■ **EXERCISE REQUIREMENTS**: Please transcribe the following records in full, exactly as given.

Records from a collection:
┄┄┄┄┄┄┄┄┄┄┄┄┄┄┄┄┄┄┄┄
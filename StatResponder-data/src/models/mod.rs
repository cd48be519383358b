// Storage models
pub mod user_data;

pub use user_data::{EmergencyContact, MedicalInfo, UserDocument};
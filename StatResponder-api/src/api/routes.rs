use axum::{
    extract::DefaultBodyLimit,
    routing::{get, post, put},
    Router,
};
use tower_http::cors::{Any, CorsLayer};
use tower_http::trace::TraceLayer;
use tracing::debug;

use crate::api::handlers::{contacts, guidance, health, hospitals, sos, user_data};
use crate::api::state::AppState;
use crate::openapi::configure_swagger_routes;

/// Recordings arrive base64-encoded inside JSON; two minutes of audio can
/// exceed axum's 2 MB default.
const VOICE_BODY_LIMIT: usize = 25 * 1024 * 1024;

/// Create the application router
pub fn create_app(state: AppState) -> Router {
    debug!("Creating application router");

    let api_routes = Router::new()
        .route("/user-data", get(user_data::get_user_data))
        .route("/contacts", get(contacts::list_contacts).post(contacts::create_contact))
        .route(
            "/contacts/:id",
            put(contacts::update_contact).delete(contacts::delete_contact),
        )
        .route(
            "/medical-info",
            get(user_data::get_medical_info).put(user_data::update_medical_info),
        )
        .route(
            "/guidance/voice",
            post(guidance::voice_guidance).layer(DefaultBodyLimit::max(VOICE_BODY_LIMIT)),
        )
        .route("/guidance/symptom", post(guidance::symptom_guidance))
        .route("/guidance/symptoms", get(guidance::list_common_symptoms))
        .route("/guidance/checker", get(guidance::check_symptoms))
        .route("/hospitals/nearby", post(hospitals::nearby_hospitals))
        .route("/sos", post(sos::trigger_sos))
        .route("/sos/preparedness", post(sos::preparedness_text))
        .route("/emergency-directory", get(sos::list_emergency_directory));

    debug!("API routes configured");

    let app = Router::new()
        .route("/health", get(health::health_check))
        .nest("/api/v1", api_routes)
        .with_state(state);

    // Configure the Swagger UI using the helper function
    let app = add_swagger_ui(app);
    debug!("Swagger UI merged");

    // Initialize health check service startup time
    health::initialize_server_start_time();

    app.layer(
        CorsLayer::new()
            .allow_origin(Any)
            .allow_methods(Any)
            .allow_headers(Any),
    )
    .layer(TraceLayer::new_for_http())
}

/// Add Swagger UI to the router
pub fn add_swagger_ui(app: Router) -> Router {
    app.merge(configure_swagger_routes())
}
┄┄┄┄┄┄┄┄┄┄┄┄┄┄┄┄┄┄┄┄
■ **TASK SOLUTION**:
filename StatResponder-data/src/models/mod.rs
repository cd48be519383358b
// Storage models
pub mod user_data;

pub use user_data::{EmergencyContact, MedicalInfo, UserDocument};
filename StatResponder-api/src/api/routes.rs
use axum::{
    extract::DefaultBodyLimit,
    routing::{get, post, put},
    Router,
};
use tower_http::cors::{Any, CorsLayer};
use tower_http::trace::TraceLayer;
use tracing::debug;

use crate::api::handlers::{contacts, guidance, health, hospitals, sos, user_data};
use crate::api::state::AppState;
use crate::openapi::configure_swagger_routes;

/// Recordings arrive base64-encoded inside JSON; two minutes of audio can
/// exceed axum's 2 MB default.
const VOICE_BODY_LIMIT: usize = 25 * 1024 * 1024;

/// Create the application router
pub fn create_app(state: AppState) -> Router {
    debug!("Creating application router");

    let api_routes = Router::new()
        .route("/user-data", get(user_data::get_user_data))
        .route("/contacts", get(contacts::list_contacts).post(contacts::create_contact))
        .route(
            "/contacts/:id",
            put(contacts::update_contact).delete(contacts::delete_contact),
        )
        .route(
            "/medical-info",
            get(user_data::get_medical_info).put(user_data::update_medical_info),
        )
        .route(
            "/guidance/voice",
            post(guidance::voice_guidance).layer(DefaultBodyLimit::max(VOICE_BODY_LIMIT)),
        )
        .route("/guidance/symptom", post(guidance::symptom_guidance))
        .route("/guidance/symptoms", get(guidance::list_common_symptoms))
        .route("/guidance/checker", get(guidance::check_symptoms))
        .route("/hospitals/nearby", post(hospitals::nearby_hospitals))
        .route("/sos", post(sos::trigger_sos))
        .route("/sos/preparedness", post(sos::preparedness_text))
        .route("/emergency-directory", get(sos::list_emergency_directory));

    debug!("API routes configured");

    let app = Router::new()
        .route("/health", get(health::health_check))
        .nest("/api/v1", api_routes)
        .with_state(state);

    // Configure the Swagger UI using the helper function
    let app = add_swagger_ui(app);
    debug!("Swagger UI merged");

    // Initialize health check service startup time
    health::initialize_server_start_time();

    app.layer(
        CorsLayer::new()
            .allow_origin(Any)
            .allow_methods(Any)
            .allow_headers(Any),
    )
    .layer(TraceLayer::new_for_http())
}

/// Add Swagger UI to the router
pub fn add_swagger_ui(app: Router) -> Router {
    app.merge(configure_swagger_routes())
}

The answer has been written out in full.